Registered: 03/18/06
Posts: 7349
Loc: Olympia, Washington, USA
Originally Posted By: Chris H.
For the first time in 15 years I am faced with having to pull a student out of an exam due to lack of preparation. The exam is in 2 weeks time and there is no way he can be ready. I don't want him to feel embarassed on the day and I also don't want my own reputation to suffer. The thing is that I feel almost entirely responsible as I pushed him into it in the hope that it would motivate him to practice. It didn't.

At this stage there will be no refund for the exam although his parents will be expecting one. It's expensive and I can't afford it but I feel like I should pay them the fee back out of my own pocket. I'm not sure if this is the right thing to do but I just feel so sick and guilty about the whole thing. At the moment I haven't spoken to the parents about this because the boy (age 15) has asked me not to. He said he will practice this week but I know it will not be enough.


Chris, I started my teaching day a half hour before your post, and am now on my dinner break - the first of the day, before 3 more students this evening.

What a lot of comments your post has produced! Wow.

I strongly encourage my students to participate in Guild auditions. Why not? The process is good for them. As has been noted, it's motivational, it gives students goals, it teaches them to allocate their time and to prepare appropriately. I suspect you're in precisely the same situation. Back in December, one of my better students seemed to be lacking preparation lesson after lesson. We talked. I began to get concerned that he would not be ready for the Audition come May. Finally, in February, I told him (he is 16) that I was going to have to discuss this with his parents, because progress just wasn't happening and he'd never pass his audition if things didn't change.
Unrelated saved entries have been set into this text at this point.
#![allow(dead_code)]

//! In-memory job registry and progress broadcaster.
//!
//! Each subscriber owns a bounded channel: fan-out is `try_send`, so one slow
//! consumer can delay nobody else. Jobs are never mutated after their
//! terminal frame; a periodic sweep evicts finished jobs once their TTL runs
//! out, which also closes the remaining subscriber channels.

use std::collections::HashMap;
use std::sync::atomic::{AtomicU64, Ordering};
use std::sync::{Arc, Mutex, MutexGuard, PoisonError};
use std::time::Duration;

use tokio::sync::mpsc;
use tokio::time::Instant;
use tracing::warn;
use uuid::Uuid;

use crate::analysis::models::{AnalysisResult, FailureCode, ProgressFrame};

pub struct JobRegistry {
    jobs: Mutex<HashMap<Uuid, JobEntry>>,
    subscriber_capacity: usize,
    completed_ttl: Duration,
    next_subscription_id: AtomicU64,
}

struct JobEntry {
    progress: u8,
    result: Option<AnalysisResult>,
    error: Option<FailureCode>,
    subscribers: Vec<Subscriber>,
    finished_at: Option<Instant>,
}

impl JobEntry {
    fn new() -> Self {
        Self {
            progress: 0,
            result: None,
            error: None,
            subscribers: Vec::new(),
            finished_at: None,
        }
    }

    fn snapshot(&self) -> ProgressFrame {
        ProgressFrame {
            progress: self.progress,
            result: self.result.clone(),
            error: self.error,
        }
    }
}

struct Subscriber {
    id: u64,
    tx: mpsc::Sender<ProgressFrame>,
}

/// A registered progress listener. Frames arrive on `receiver`; dropping it
/// detaches lazily on the next broadcast, `unsubscribe` detaches at once.
pub struct Subscription {
    pub id: u64,
    pub receiver: mpsc::Receiver<ProgressFrame>,
}

impl JobRegistry {
    pub fn new(subscriber_capacity: usize, completed_ttl: Duration) -> Self {
        Self {
            jobs: Mutex::new(HashMap::new()),
            subscriber_capacity: subscriber_capacity.max(1),
            completed_ttl,
            next_subscription_id: AtomicU64::new(0),
        }
    }

    /// Returns the job's current snapshot, creating it at progress 0 when the
    /// id is new. Idempotent by id.
    pub fn create_or_get(&self, id: Uuid) -> ProgressFrame {
        let mut jobs = self.lock();
        jobs.entry(id).or_insert_with(JobEntry::new).snapshot()
    }

    /// Advances progress — callers drive the fixed stage checkpoints and
    /// guarantee monotonicity — then fans the new frame out to every
    /// subscriber of this job. A result marks the job finished.
    pub fn update(&self, id: Uuid, progress: u8, result: Option<AnalysisResult>) {
        let mut jobs = self.lock();
        let entry = jobs.entry(id).or_insert_with(JobEntry::new);
        entry.progress = progress;
        if let Some(result) = result {
            entry.result = Some(result);
            entry.finished_at = Some(Instant::now());
        }
        Self::broadcast(id, entry);
    }

    /// Records a job-fatal failure and fans out the failed terminal frame.
    /// Progress stays at its last checkpoint.
    pub fn fail(&self, id: Uuid, code: FailureCode) {
        let mut jobs = self.lock();
        let entry = jobs.entry(id).or_insert_with(JobEntry::new);
        entry.error = Some(code);
        entry.finished_at = Some(Instant::now());
        Self::broadcast(id, entry);
    }

    /// Attaches a new listener; its first frame is the current snapshot, so a
    /// subscriber arriving after completion still sees the terminal state.
    /// `None` for unknown jobs.
    pub fn subscribe(&self, id: Uuid) -> Option<Subscription> {
        let mut jobs = self.lock();
        let entry = jobs.get_mut(&id)?;
        let (tx, receiver) = mpsc::channel(self.subscriber_capacity);
        // freshly created channel with capacity >= 1: the snapshot always fits
        let _ = tx.try_send(entry.snapshot());
        let sub_id = self.next_subscription_id.fetch_add(1, Ordering::Relaxed);
        entry.subscribers.push(Subscriber { id: sub_id, tx });
        Some(Subscription {
            id: sub_id,
            receiver,
        })
    }

    /// Detaches a listener. Unknown ids are a no-op.
    pub fn unsubscribe(&self, id: Uuid, subscription_id: u64) {
        if let Some(entry) = self.lock().get_mut(&id) {
            entry.subscribers.retain(|s| s.id != subscription_id);
        }
    }

    pub fn snapshot(&self, id: Uuid) -> Option<ProgressFrame> {
        self.lock().get(&id).map(JobEntry::snapshot)
    }

    pub fn len(&self) -> usize {
        self.lock().len()
    }

    /// Drops finished jobs older than the completed-job TTL; returns how many
    /// were evicted.
    pub fn evict_finished(&self) -> usize {
        let mut jobs = self.lock();
        let before = jobs.len();
        jobs.retain(|_, entry| match entry.finished_at {
            Some(at) => at.elapsed() < self.completed_ttl,
            None => true,
        });
        before - jobs.len()
    }

    fn broadcast(id: Uuid, entry: &mut JobEntry) {
        let frame = entry.snapshot();
        entry.subscribers.retain(|sub| match sub.tx.try_send(frame.clone()) {
            Ok(()) => true,
            Err(mpsc::error::TrySendError::Full(_)) => {
                warn!(job = %id, subscription = sub.id, "subscriber queue full, dropping frame");
                true
            }
            Err(mpsc::error::TrySendError::Closed(_)) => false,
        });
    }

    fn lock(&self) -> MutexGuard<'_, HashMap<Uuid, JobEntry>> {
        self.jobs.lock().unwrap_or_else(PoisonError::into_inner)
    }
}

/// Periodic eviction sweep. The task stops once the registry is dropped.
pub fn spawn_eviction_sweep(
    registry: &Arc<JobRegistry>,
    every: Duration,
) -> tokio::task::JoinHandle<()> {
    let registry = Arc::downgrade(registry);
    tokio::spawn(async move {
        let mut ticker = tokio::time::interval(every);
        ticker.tick().await; // the first tick is immediate
        loop {
            ticker.tick().await;
            let Some(registry) = registry.upgrade() else {
                break;
            };
            let evicted = registry.evict_finished();
            if evicted > 0 {
                tracing::debug!("evicted {evicted} finished jobs");
            }
        }
    })
}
I mention this, because I have to send in Guild audition fees in January, at the latest, so his fee has already been sent in.

So, to make a long story short, parents want him to continue lessons, his interests have diverged, and while he isn't going to stop his music, he is stopping serious piano study. There was no issue about parents paying the audition fee.

Generally, I think that when there is any serious event like this, with a longer lead time, and fees must be paid in advance, it's not unreasonable for teachers to get a commitment from students, and if for any reason, the student cannot do the event, the fee is still owed.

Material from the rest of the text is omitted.